Items from a data source:
::::::::::
// End-to-end conversion of a synthetic 901 x 100 strand export
use hairgl_asset::{convert, read_hgl_file, ByteOrder, ConvertConfig, ConvertError, Vertex};
use std::fs;
use std::path::{Path, PathBuf};
use tempfile::TempDir;

/// Strand `i`, line `j` sits at (i, i*i, j): roots lie on a parabola, so any
/// guide subset is in convex position and triangulates into `guides - 2`
/// triangles.
fn write_strand_file(dir: &Path, strands: usize) -> PathBuf {
    let mut text = String::with_capacity(strands * 100 * 16);
    for i in 0..strands {
        for j in 0..100 {
            text.push_str(&format!("v {} {} {}\n", i, i * i, j));
        }
    }
    let path = dir.join("hair.obj");
    fs::write(&path, text).expect("Failed to write strand file");
    path
}

struct Outputs {
    _dir: TempDir,
    input: PathBuf,
    hgl: PathBuf,
    obj: PathBuf,
}

fn setup() -> Outputs {
    let dir = TempDir::new().expect("Failed to create temp dir");
    let input = write_strand_file(dir.path(), 901);
    let hgl = dir.path().join("hair.hgl");
    let obj = dir.path().join("hair_guides.obj");
    Outputs {
        _dir: dir,
        input,
        hgl,
        obj,
    }
}

fn header(bytes: &[u8]) -> [i32; 3] {
    [
        i32::from_ne_bytes(bytes[0..4].try_into().unwrap()),
        i32::from_ne_bytes(bytes[4..8].try_into().unwrap()),
        i32::from_ne_bytes(bytes[8..12].try_into().unwrap()),
    ]
}

#[test]
fn test_four_guides_header_and_vertices() {
    let out = setup();
    let config = ConvertConfig::new(4, 4);
    let report = convert(&config, &out.input, &out.hgl, &out.obj).expect("conversion failed");

    assert_eq!(report.guide_indices, vec![0, 225, 450, 675]);
    assert_eq!(report.step_size, 25);
    assert_eq!(report.triangles_count, 2);

    let bytes = fs::read(&out.hgl).unwrap();
    assert_eq!(header(&bytes), [4, 3, 2]);
    assert_eq!(bytes.len(), 12 + 16 * 12 + 2 * 12);

    let asset = read_hgl_file(&out.hgl, ByteOrder::Native).unwrap();
    let strand = asset.strand(1).unwrap();
    assert_eq!(
        strand,
        &[
            Vertex::new(225.0, 50625.0, 0.0),
            Vertex::new(225.0, 50625.0, 25.0),
            Vertex::new(225.0, 50625.0, 50.0),
            Vertex::new(225.0, 50625.0, 75.0),
        ]
    );
    for t in &asset.triangles {
        assert!(t.indices().iter().all(|&i| i < 4));
    }
    println!("✓ header {:?}, {} triangles", header(&bytes), asset.triangles.len());
}

#[test]
fn test_binary_round_trip_matches_report() {
    let out = setup();
    let config = ConvertConfig::default();
    let report = convert(&config, &out.input, &out.hgl, &out.obj).unwrap();

    let asset = read_hgl_file(&out.hgl, ByteOrder::Native).unwrap();
    assert_eq!(asset.guides_count(), 50);
    assert_eq!(asset.segments_count(), 19);
    assert_eq!(asset.vertices.len(), report.vertex_count);
    assert_eq!(asset.triangles_count(), 48);
    assert_eq!(asset.triangles_count(), report.triangles_count);

    // every strand's root is the first line of its guide record
    for (k, &record) in report.guide_indices.iter().enumerate() {
        let root = asset.strand(k).unwrap()[0];
        assert_eq!(root, Vertex::new(record as f32, (record * record) as f32, 0.0));
    }
}

#[test]
fn test_mirror_matches_binary() {
    let out = setup();
    let config = ConvertConfig::new(10, 5);
    convert(&config, &out.input, &out.hgl, &out.obj).unwrap();

    let asset = read_hgl_file(&out.hgl, ByteOrder::Native).unwrap();
    let text = fs::read_to_string(&out.obj).unwrap();
    let v_lines: Vec<&str> = text.lines().filter(|l| l.starts_with("v ")).collect();
    let l_lines: Vec<&str> = text.lines().filter(|l| l.starts_with("l ")).collect();

    assert_eq!(v_lines.len(), asset.vertices.len());
    assert_eq!(l_lines.len(), 10);
    assert_eq!(v_lines[1], "v 0 0 20");

    let mut expected = 1;
    for line in &l_lines {
        let indices: Vec<usize> = line[2..]
            .split(' ')
            .map(|s| s.parse().unwrap())
            .collect();
        assert_eq!(indices.len(), 5);
        for idx in indices {
            assert_eq!(idx, expected);
            expected += 1;
        }
    }
    assert_eq!(expected - 1, asset.vertices.len());
}

#[test]
fn test_every_line_at_full_density() {
    let out = setup();
    let config = ConvertConfig::new(3, 100);
    let report = convert(&config, &out.input, &out.hgl, &out.obj).unwrap();
    assert_eq!(report.step_size, 1);
    assert_eq!(report.vertex_count, 300);
    assert_eq!(report.triangles_count, 1);

    let asset = read_hgl_file(&out.hgl, ByteOrder::Native).unwrap();
    let zs: Vec<f32> = asset.strand(2).unwrap().iter().map(|v| v.z).collect();
    assert_eq!(zs, (0..100).map(|j| j as f32).collect::<Vec<_>>());
}

#[test]
fn test_two_guides_fail_triangulation_without_outputs() {
    let out = setup();
    let config = ConvertConfig::new(2, 4);
    let err = convert(&config, &out.input, &out.hgl, &out.obj).unwrap_err();
    assert!(matches!(err, ConvertError::Geometry(_)), "got {:?}", err);
    assert!(!out.hgl.exists());
    assert!(!out.obj.exists());
}

#[test]
fn test_single_guide_is_a_geometry_error() {
    let out = setup();
    let err = convert(&ConvertConfig::new(1, 10), &out.input, &out.hgl, &out.obj).unwrap_err();
    assert!(matches!(err, ConvertError::Geometry(_)));
}

#[test]
fn test_truncated_input() {
    let dir = TempDir::new().unwrap();
    let input = write_strand_file(dir.path(), 900);
    let hgl = dir.path().join("out.hgl");
    let obj = dir.path().join("out.obj");
    let err = convert(&ConvertConfig::new(10, 10), &input, &hgl, &obj).unwrap_err();
    match err {
        ConvertError::TruncatedInput {
            lines_expected,
            lines_read,
        } => {
            assert_eq!(lines_expected, 90_100);
            assert_eq!(lines_read, 90_000);
        }
        other => panic!("expected truncated input, got {:?}", other),
    }
    assert!(!hgl.exists());
}

#[test]
fn test_missing_input_is_io_error() {
    let dir = TempDir::new().unwrap();
    let err = convert(
        &ConvertConfig::default(),
        dir.path().join("nope.obj"),
        dir.path().join("out.hgl"),
        dir.path().join("out.obj"),
    )
    .unwrap_err();
    assert!(matches!(err, ConvertError::Io(_)));
}

#[test]
fn test_conversion_is_idempotent() {
    let out = setup();
    let config = ConvertConfig::new(25, 10);
    convert(&config, &out.input, &out.hgl, &out.obj).unwrap();
    let first_hgl = fs::read(&out.hgl).unwrap();
    let first_obj = fs::read(&out.obj).unwrap();

    convert(&config, &out.input, &out.hgl, &out.obj).unwrap();
    assert_eq!(fs::read(&out.hgl).unwrap(), first_hgl);
    assert_eq!(fs::read(&out.obj).unwrap(), first_obj);
}

#[test]
fn test_little_endian_output() {
    let out = setup();
    let config = ConvertConfig {
        byte_order: ByteOrder::Little,
        ..ConvertConfig::new(5, 2)
    };
    convert(&config, &out.input, &out.hgl, &out.obj).unwrap();

    let bytes = fs::read(&out.hgl).unwrap();
    assert_eq!(&bytes[0..4], &5i32.to_le_bytes());
    assert_eq!(&bytes[4..8], &1i32.to_le_bytes());
    assert_eq!(&bytes[8..12], &3i32.to_le_bytes());

    let asset = read_hgl_file(&out.hgl, ByteOrder::Little).unwrap();
    assert_eq!(asset.guides_count(), 5);
}

#[test]
fn test_uneven_step_needs_opt_in() {
    let out = setup();
    let err = convert(&ConvertConfig::new(50, 16), &out.input, &out.hgl, &out.obj).unwrap_err();
    assert!(matches!(err, ConvertError::Config(_)));

    let config = ConvertConfig {
        allow_uneven_step: true,
        ..ConvertConfig::new(50, 16)
    };
    let report = convert(&config, &out.input, &out.hgl, &out.obj).unwrap();
    assert_eq!(report.step_size, 6);
    assert_eq!(report.segments_count, 15);

    let asset = read_hgl_file(&out.hgl, ByteOrder::Native).unwrap();
    let last = asset.strand(0).unwrap().last().unwrap();
    assert_eq!(last.z, 90.0);
}

fn fractional_coords(i: usize, j: usize) -> [f64; 3] {
    [i as f64 * 0.1 + 0.05, (i * i) as f64 * 0.001, j as f64 * 0.1]
}

/// Same parabola layout as `write_strand_file`, but with coordinates that are
/// not exactly representable as `f32`.
fn write_fractional_strand_file(dir: &Path) -> PathBuf {
    let mut text = String::new();
    for i in 0..901 {
        for j in 0..100 {
            let [x, y, z] = fractional_coords(i, j);
            text.push_str(&format!("v {} {} {}\n", x, y, z));
        }
    }
    let path = dir.join("hair_fractional.obj");
    fs::write(&path, text).expect("Failed to write strand file");
    path
}

#[test]
fn test_fractional_coordinates_round_trip_exactly() {
    let dir = TempDir::new().unwrap();
    let input = write_fractional_strand_file(dir.path());
    let hgl = dir.path().join("out.hgl");
    let obj = dir.path().join("out.obj");
    let report = convert(&ConvertConfig::new(4, 4), &input, &hgl, &obj).unwrap();

    let asset = read_hgl_file(&hgl, ByteOrder::Native).unwrap();
    for (k, &record) in report.guide_indices.iter().enumerate() {
        for (n, v) in asset.strand(k).unwrap().iter().enumerate() {
            let [x, y, z] = fractional_coords(record, n * report.step_size);
            assert_eq!(v.x.to_bits(), (x as f32).to_bits());
            assert_eq!(v.y.to_bits(), (y as f32).to_bits());
            assert_eq!(v.z.to_bits(), (z as f32).to_bits());
        }
    }

    let text = fs::read_to_string(&obj).unwrap();
    let mirrored: Vec<[f32; 3]> = text
        .lines()
        .filter(|l| l.starts_with("v "))
        .map(|l| {
            let mut fields = l[2..].split(' ').map(|s| s.parse::<f32>().unwrap());
            [
                fields.next().unwrap(),
                fields.next().unwrap(),
                fields.next().unwrap(),
            ]
        })
        .collect();
    assert_eq!(mirrored.len(), asset.vertices.len());
    for (m, v) in mirrored.iter().zip(&asset.vertices) {
        assert_eq!(m[0].to_bits(), v.x.to_bits());
        assert_eq!(m[1].to_bits(), v.y.to_bits());
        assert_eq!(m[2].to_bits(), v.z.to_bits());
    }
    println!("✓ {} fractional vertices match bit for bit", mirrored.len());
}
::::::::::
▸ **What you will do**: Return, word for word, the lines of the data above from the line with "assert_eq!(report.vertex_count, 300);" through the line with "let zs: Vec<f32>", inclusive.

▸ **Written answer**:
    assert_eq!(report.vertex_count, 300);
    assert_eq!(report.triangles_count, 1);

    let asset = read_hgl_file(&out.hgl, ByteOrder::Native).unwrap();
    let zs: Vec<f32> = asset.strand(2).unwrap().iter().map(|v| v.z).collect();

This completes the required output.